● Extracted entries:
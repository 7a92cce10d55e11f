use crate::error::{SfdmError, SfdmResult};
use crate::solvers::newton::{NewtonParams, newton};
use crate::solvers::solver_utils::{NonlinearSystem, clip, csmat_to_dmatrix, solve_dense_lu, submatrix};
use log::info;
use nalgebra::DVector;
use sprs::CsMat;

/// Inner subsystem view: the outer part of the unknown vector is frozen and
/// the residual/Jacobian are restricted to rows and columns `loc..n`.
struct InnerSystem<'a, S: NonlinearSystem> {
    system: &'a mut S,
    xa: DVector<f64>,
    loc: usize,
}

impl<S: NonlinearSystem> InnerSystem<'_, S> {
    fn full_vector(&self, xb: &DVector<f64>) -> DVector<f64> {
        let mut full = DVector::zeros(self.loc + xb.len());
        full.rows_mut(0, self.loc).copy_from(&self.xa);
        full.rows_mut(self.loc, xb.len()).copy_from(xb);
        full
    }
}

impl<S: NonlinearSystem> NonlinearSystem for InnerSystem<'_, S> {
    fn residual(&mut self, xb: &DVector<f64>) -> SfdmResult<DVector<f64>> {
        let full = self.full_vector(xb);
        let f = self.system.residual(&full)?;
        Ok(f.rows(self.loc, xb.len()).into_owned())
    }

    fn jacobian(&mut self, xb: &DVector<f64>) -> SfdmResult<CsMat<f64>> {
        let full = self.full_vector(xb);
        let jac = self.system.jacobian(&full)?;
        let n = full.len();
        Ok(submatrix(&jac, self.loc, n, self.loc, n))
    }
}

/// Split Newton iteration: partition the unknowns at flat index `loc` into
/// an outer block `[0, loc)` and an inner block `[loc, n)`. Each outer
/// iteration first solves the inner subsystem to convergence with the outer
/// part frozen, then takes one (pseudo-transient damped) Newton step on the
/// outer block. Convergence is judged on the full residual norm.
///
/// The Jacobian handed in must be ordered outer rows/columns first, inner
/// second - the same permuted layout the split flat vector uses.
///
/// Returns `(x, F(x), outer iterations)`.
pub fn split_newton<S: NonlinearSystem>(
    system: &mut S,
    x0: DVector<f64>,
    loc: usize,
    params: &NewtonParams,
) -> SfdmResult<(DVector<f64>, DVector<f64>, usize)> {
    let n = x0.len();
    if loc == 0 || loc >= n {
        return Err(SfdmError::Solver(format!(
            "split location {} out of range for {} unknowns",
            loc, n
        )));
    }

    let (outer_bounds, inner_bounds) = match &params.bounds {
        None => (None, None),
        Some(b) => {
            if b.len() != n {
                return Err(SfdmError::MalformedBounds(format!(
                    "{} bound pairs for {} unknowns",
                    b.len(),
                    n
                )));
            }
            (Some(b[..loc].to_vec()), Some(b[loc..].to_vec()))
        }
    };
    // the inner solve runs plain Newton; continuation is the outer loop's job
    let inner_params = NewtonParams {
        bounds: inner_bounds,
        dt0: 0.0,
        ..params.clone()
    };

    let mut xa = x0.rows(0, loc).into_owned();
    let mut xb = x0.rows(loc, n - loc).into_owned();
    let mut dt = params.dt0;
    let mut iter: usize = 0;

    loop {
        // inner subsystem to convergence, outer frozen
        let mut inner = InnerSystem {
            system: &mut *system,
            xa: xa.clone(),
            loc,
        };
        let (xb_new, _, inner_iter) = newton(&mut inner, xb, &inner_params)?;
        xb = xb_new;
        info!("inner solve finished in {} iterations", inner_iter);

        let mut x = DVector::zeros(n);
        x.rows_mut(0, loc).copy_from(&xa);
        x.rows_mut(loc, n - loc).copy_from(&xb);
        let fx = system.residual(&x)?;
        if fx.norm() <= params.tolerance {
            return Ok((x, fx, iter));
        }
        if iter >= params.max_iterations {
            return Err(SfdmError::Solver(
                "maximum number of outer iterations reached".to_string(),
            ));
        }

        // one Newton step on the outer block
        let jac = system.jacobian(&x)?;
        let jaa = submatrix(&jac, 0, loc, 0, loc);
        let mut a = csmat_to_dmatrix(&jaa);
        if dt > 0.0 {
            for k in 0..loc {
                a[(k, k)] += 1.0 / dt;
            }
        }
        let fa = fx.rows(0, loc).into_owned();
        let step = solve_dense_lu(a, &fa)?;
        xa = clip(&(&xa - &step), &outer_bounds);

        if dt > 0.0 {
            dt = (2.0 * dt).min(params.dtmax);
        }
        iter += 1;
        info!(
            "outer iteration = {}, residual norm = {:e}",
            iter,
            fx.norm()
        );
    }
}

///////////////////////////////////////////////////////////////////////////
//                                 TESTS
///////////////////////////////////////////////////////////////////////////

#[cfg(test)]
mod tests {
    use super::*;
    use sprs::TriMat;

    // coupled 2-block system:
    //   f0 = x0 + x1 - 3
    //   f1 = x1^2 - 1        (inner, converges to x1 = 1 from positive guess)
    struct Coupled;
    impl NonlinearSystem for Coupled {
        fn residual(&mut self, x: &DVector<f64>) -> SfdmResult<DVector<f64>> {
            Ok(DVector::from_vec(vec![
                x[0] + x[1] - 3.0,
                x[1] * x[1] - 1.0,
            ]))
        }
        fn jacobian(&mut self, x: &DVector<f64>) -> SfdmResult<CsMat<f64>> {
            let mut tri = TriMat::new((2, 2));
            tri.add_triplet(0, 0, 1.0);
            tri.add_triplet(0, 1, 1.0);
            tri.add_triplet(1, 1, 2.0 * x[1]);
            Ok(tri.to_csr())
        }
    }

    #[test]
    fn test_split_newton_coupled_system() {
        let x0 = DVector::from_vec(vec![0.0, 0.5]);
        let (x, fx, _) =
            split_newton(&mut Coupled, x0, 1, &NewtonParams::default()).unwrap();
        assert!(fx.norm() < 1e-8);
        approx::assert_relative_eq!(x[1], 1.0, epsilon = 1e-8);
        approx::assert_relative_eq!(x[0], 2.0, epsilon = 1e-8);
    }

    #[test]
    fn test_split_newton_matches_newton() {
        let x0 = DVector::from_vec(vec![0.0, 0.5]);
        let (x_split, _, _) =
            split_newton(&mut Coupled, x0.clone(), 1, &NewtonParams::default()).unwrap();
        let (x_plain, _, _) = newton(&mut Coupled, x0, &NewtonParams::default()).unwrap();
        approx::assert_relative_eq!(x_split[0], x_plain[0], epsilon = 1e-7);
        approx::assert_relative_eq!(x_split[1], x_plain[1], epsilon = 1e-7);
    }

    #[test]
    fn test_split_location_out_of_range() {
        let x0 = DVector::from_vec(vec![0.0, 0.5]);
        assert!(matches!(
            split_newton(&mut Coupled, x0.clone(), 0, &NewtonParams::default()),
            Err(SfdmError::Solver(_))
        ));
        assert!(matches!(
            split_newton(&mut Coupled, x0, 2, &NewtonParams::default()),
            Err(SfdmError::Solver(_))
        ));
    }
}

● Activity:
Without skipping a line, print the listing once more exactly.

● Task solution:
repository 7a92cce10d55e11f
use crate::error::{SfdmError, SfdmResult};
use crate::solvers::newton::{NewtonParams, newton};
use crate::solvers::solver_utils::{NonlinearSystem, clip, csmat_to_dmatrix, solve_dense_lu, submatrix};
use log::info;
use nalgebra::DVector;
use sprs::CsMat;

/// Inner subsystem view: the outer part of the unknown vector is frozen and
/// the residual/Jacobian are restricted to rows and columns `loc..n`.
struct InnerSystem<'a, S: NonlinearSystem> {
    system: &'a mut S,
    xa: DVector<f64>,
    loc: usize,
}

impl<S: NonlinearSystem> InnerSystem<'_, S> {
    fn full_vector(&self, xb: &DVector<f64>) -> DVector<f64> {
        let mut full = DVector::zeros(self.loc + xb.len());
        full.rows_mut(0, self.loc).copy_from(&self.xa);
        full.rows_mut(self.loc, xb.len()).copy_from(xb);
        full
    }
}

impl<S: NonlinearSystem> NonlinearSystem for InnerSystem<'_, S> {
    fn residual(&mut self, xb: &DVector<f64>) -> SfdmResult<DVector<f64>> {
        let full = self.full_vector(xb);
        let f = self.system.residual(&full)?;
        Ok(f.rows(self.loc, xb.len()).into_owned())
    }

    fn jacobian(&mut self, xb: &DVector<f64>) -> SfdmResult<CsMat<f64>> {
        let full = self.full_vector(xb);
        let jac = self.system.jacobian(&full)?;
        let n = full.len();
        Ok(submatrix(&jac, self.loc, n, self.loc, n))
    }
}

/// Split Newton iteration: partition the unknowns at flat index `loc` into
/// an outer block `[0, loc)` and an inner block `[loc, n)`. Each outer
/// iteration first solves the inner subsystem to convergence with the outer
/// part frozen, then takes one (pseudo-transient damped) Newton step on the
/// outer block. Convergence is judged on the full residual norm.
///
/// The Jacobian handed in must be ordered outer rows/columns first, inner
/// second - the same permuted layout the split flat vector uses.
///
/// Returns `(x, F(x), outer iterations)`.
pub fn split_newton<S: NonlinearSystem>(
    system: &mut S,
    x0: DVector<f64>,
    loc: usize,
    params: &NewtonParams,
) -> SfdmResult<(DVector<f64>, DVector<f64>, usize)> {
    let n = x0.len();
    if loc == 0 || loc >= n {
        return Err(SfdmError::Solver(format!(
            "split location {} out of range for {} unknowns",
            loc, n
        )));
    }

    let (outer_bounds, inner_bounds) = match &params.bounds {
        None => (None, None),
        Some(b) => {
            if b.len() != n {
                return Err(SfdmError::MalformedBounds(format!(
                    "{} bound pairs for {} unknowns",
                    b.len(),
                    n
                )));
            }
            (Some(b[..loc].to_vec()), Some(b[loc..].to_vec()))
        }
    };
    // the inner solve runs plain Newton; continuation is the outer loop's job
    let inner_params = NewtonParams {
        bounds: inner_bounds,
        dt0: 0.0,
        ..params.clone()
    };

    let mut xa = x0.rows(0, loc).into_owned();
    let mut xb = x0.rows(loc, n - loc).into_owned();
    let mut dt = params.dt0;
    let mut iter: usize = 0;

    loop {
        // inner subsystem to convergence, outer frozen
        let mut inner = InnerSystem {
            system: &mut *system,
            xa: xa.clone(),
            loc,
        };
        let (xb_new, _, inner_iter) = newton(&mut inner, xb, &inner_params)?;
        xb = xb_new;
        info!("inner solve finished in {} iterations", inner_iter);

        let mut x = DVector::zeros(n);
        x.rows_mut(0, loc).copy_from(&xa);
        x.rows_mut(loc, n - loc).copy_from(&xb);
        let fx = system.residual(&x)?;
        if fx.norm() <= params.tolerance {
            return Ok((x, fx, iter));
        }
        if iter >= params.max_iterations {
            return Err(SfdmError::Solver(
                "maximum number of outer iterations reached".to_string(),
            ));
        }

        // one Newton step on the outer block
        let jac = system.jacobian(&x)?;
        let jaa = submatrix(&jac, 0, loc, 0, loc);
        let mut a = csmat_to_dmatrix(&jaa);
        if dt > 0.0 {
            for k in 0..loc {
                a[(k, k)] += 1.0 / dt;
            }
        }
        let fa = fx.rows(0, loc).into_owned();
        let step = solve_dense_lu(a, &fa)?;
        xa = clip(&(&xa - &step), &outer_bounds);

        if dt > 0.0 {
            dt = (2.0 * dt).min(params.dtmax);
        }
        iter += 1;
        info!(
            "outer iteration = {}, residual norm = {:e}",
            iter,
            fx.norm()
        );
    }
}

///////////////////////////////////////////////////////////////////////////
//                                 TESTS
///////////////////////////////////////////////////////////////////////////

#[cfg(test)]
mod tests {
    use super::*;
    use sprs::TriMat;

    // coupled 2-block system:
    //   f0 = x0 + x1 - 3
    //   f1 = x1^2 - 1        (inner, converges to x1 = 1 from positive guess)
    struct Coupled;
    impl NonlinearSystem for Coupled {
        fn residual(&mut self, x: &DVector<f64>) -> SfdmResult<DVector<f64>> {
            Ok(DVector::from_vec(vec![
                x[0] + x[1] - 3.0,
                x[1] * x[1] - 1.0,
            ]))
        }
        fn jacobian(&mut self, x: &DVector<f64>) -> SfdmResult<CsMat<f64>> {
            let mut tri = TriMat::new((2, 2));
            tri.add_triplet(0, 0, 1.0);
            tri.add_triplet(0, 1, 1.0);
            tri.add_triplet(1, 1, 2.0 * x[1]);
            Ok(tri.to_csr())
        }
    }

    #[test]
    fn test_split_newton_coupled_system() {
        let x0 = DVector::from_vec(vec![0.0, 0.5]);
        let (x, fx, _) =
            split_newton(&mut Coupled, x0, 1, &NewtonParams::default()).unwrap();
        assert!(fx.norm() < 1e-8);
        approx::assert_relative_eq!(x[1], 1.0, epsilon = 1e-8);
        approx::assert_relative_eq!(x[0], 2.0, epsilon = 1e-8);
    }

    #[test]
    fn test_split_newton_matches_newton() {
        let x0 = DVector::from_vec(vec![0.0, 0.5]);
        let (x_split, _, _) =
            split_newton(&mut Coupled, x0.clone(), 1, &NewtonParams::default()).unwrap();
        let (x_plain, _, _) = newton(&mut Coupled, x0, &NewtonParams::default()).unwrap();
        approx::assert_relative_eq!(x_split[0], x_plain[0], epsilon = 1e-7);
        approx::assert_relative_eq!(x_split[1], x_plain[1], epsilon = 1e-7);
    }

    #[test]
    fn test_split_location_out_of_range() {
        let x0 = DVector::from_vec(vec![0.0, 0.5]);
        assert!(matches!(
            split_newton(&mut Coupled, x0.clone(), 0, &NewtonParams::default()),
            Err(SfdmError::Solver(_))
        ));
        assert!(matches!(
            split_newton(&mut Coupled, x0, 2, &NewtonParams::default()),
            Err(SfdmError::Solver(_))
        ));
    }
}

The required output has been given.